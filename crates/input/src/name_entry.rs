//! Player-name prompt shown after game over.
//!
//! Keys are fed in one at a time; the prompt edits its buffer and reports
//! when the player submits or skips. Validation of the submitted name is the
//! leaderboard's job.

use crossterm::event::{KeyCode, KeyEvent, KeyModifiers};

/// Longest name the prompt accepts, in characters.
pub const NAME_MAX_CHARS: usize = 20;

#[derive(Debug, Clone, PartialEq, Eq)]
pub enum NameEdit {
    /// Buffer changed.
    Edited,
    /// Enter pressed; carries the raw buffer.
    Submit(String),
    /// Esc pressed.
    Cancel,
    Ignored,
}

#[derive(Debug, Clone, Default, PartialEq, Eq)]
pub struct NameEntry {
    buffer: String,
    /// Shown under the prompt after a rejected submit.
    message: Option<String>,
}

impl NameEntry {
    pub fn new() -> Self {
        Self::default()
    }

    pub fn text(&self) -> &str {
        &self.buffer
    }

    pub fn message(&self) -> Option<&str> {
        self.message.as_deref()
    }

    pub fn set_message(&mut self, message: impl Into<String>) {
        self.message = Some(message.into());
    }

    pub fn handle_key(&mut self, key: KeyEvent) -> NameEdit {
        if key.modifiers.contains(KeyModifiers::CONTROL) {
            return NameEdit::Ignored;
        }

        match key.code {
            KeyCode::Enter => NameEdit::Submit(self.buffer.clone()),
            KeyCode::Esc => NameEdit::Cancel,
            KeyCode::Backspace => {
                if self.buffer.pop().is_some() {
                    self.message = None;
                    NameEdit::Edited
                } else {
                    NameEdit::Ignored
                }
            }
            KeyCode::Char(c) if !c.is_control() => {
                if self.buffer.chars().count() >= NAME_MAX_CHARS {
                    return NameEdit::Ignored;
                }
                self.buffer.push(c);
                self.message = None;
                NameEdit::Edited
            }
            _ => NameEdit::Ignored,
        }
    }
}
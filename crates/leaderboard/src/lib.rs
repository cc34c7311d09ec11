//! Persistent leaderboard
//!
//! Finished games are stored as records in a single JSON array file
//! (`scores.json` by default):
//!
//! ```json
//! [
//!   {
//!     "timestamp": "2024-05-01T21:14:03.512345",
//!     "name": "kim",
//!     "mode": "Normal",
//!     "level": 3,
//!     "score": 2400,
//!     "lines": 21
//!   }
//! ]
//! ```
//!
//! - [`Leaderboard::append`] validates the name and rewrites the whole file
//! - [`Leaderboard::top_n`] ranks by score, optionally per mode
//! - a missing or damaged file loads as an empty history; single unreadable
//!   entries are skipped and kept in the file

pub mod error;
pub mod record;
pub mod store;

pub use tetris_ladder_core as core;
pub use tetris_ladder_types as types;

pub use error::LeaderboardError;
pub use record::Record;
pub use store::{Leaderboard, DEFAULT_PATH, DEFAULT_TOP_N};
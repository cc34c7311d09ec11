//! Active piece module - the falling tetromino and movement legality
//!
//! A [`Tetromino`] is plain data: kind, rotation index and the top-left
//! anchor of its current shape matrix. Candidate moves are computed as new
//! values and only committed by the caller when [`can_place`] accepts them.

use arrayvec::ArrayVec;

use crate::board::Board;
use crate::pieces::{self, Shape, MINOS};
use crate::types::{Color, PieceKind};

/// Check whether `shape` anchored at (x, y) fits on the board.
///
/// Every occupied cell must lie inside the side walls and above the floor,
/// and must not overlap a settled cell. Cells above the top edge (y < 0)
/// are always permitted.
pub fn can_place(board: &Board, shape: &Shape, x: i16, y: i16) -> bool {
    shape.minos().all(|(dx, dy)| {
        let px = x + dx;
        let py = y + dy;
        if px < 0 || px >= board.width() as i16 || py >= board.height() as i16 {
            return false;
        }
        py < 0 || !board.is_occupied(px, py)
    })
}

/// Active falling piece
#[derive(Debug, Clone, Copy, PartialEq, Eq, Hash)]
pub struct Tetromino {
    pub kind: PieceKind,
    pub rotation: u8,
    pub x: i16,
    pub y: i16,
}

impl Tetromino {
    /// Create a new tetromino at the spawn anchor for a board of `board_width`
    pub fn spawn(kind: PieceKind, board_width: u16) -> Self {
        Self {
            kind,
            rotation: 0,
            x: spawn_x(board_width),
            y: 0,
        }
    }

    /// Get the shape for the current rotation
    pub fn shape(&self) -> Shape {
        pieces::get_shape(self.kind, self.rotation)
    }

    pub fn color(&self) -> Color {
        pieces::color(self.kind)
    }

    /// Absolute board coordinates of every mino
    pub fn cells(&self) -> ArrayVec<(i16, i16), MINOS> {
        self.shape()
            .minos()
            .take(MINOS)
            .map(|(dx, dy)| (self.x + dx, self.y + dy))
            .collect()
    }

    /// Same piece shifted by (dx, dy)
    pub fn shifted(&self, dx: i16, dy: i16) -> Self {
        Self {
            x: self.x + dx,
            y: self.y + dy,
            ..*self
        }
    }

    /// Same piece at the next rotation state, anchor unchanged
    pub fn rotated(&self) -> Self {
        Self {
            rotation: pieces::next_rotation(self.kind, self.rotation),
            ..*self
        }
    }

    /// Check if all minos fit on the board
    pub fn fits(&self, board: &Board) -> bool {
        can_place(board, &self.shape(), self.x, self.y)
    }

    /// Lowest reachable anchor row by dropping straight down
    pub fn landing_y(&self, board: &Board) -> i16 {
        let mut probe = *self;
        while probe.shifted(0, 1).fits(board) {
            probe.y += 1;
        }
        probe.y
    }
}

/// Horizontal spawn anchor: `floor(width / 2) - 1`
pub fn spawn_x(board_width: u16) -> i16 {
    (board_width / 2) as i16 - 1
}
- - - -
Each line of the listing that contains the word "shifted" must be counted. Give only the resulting figure.

--- Finished exercise ---
3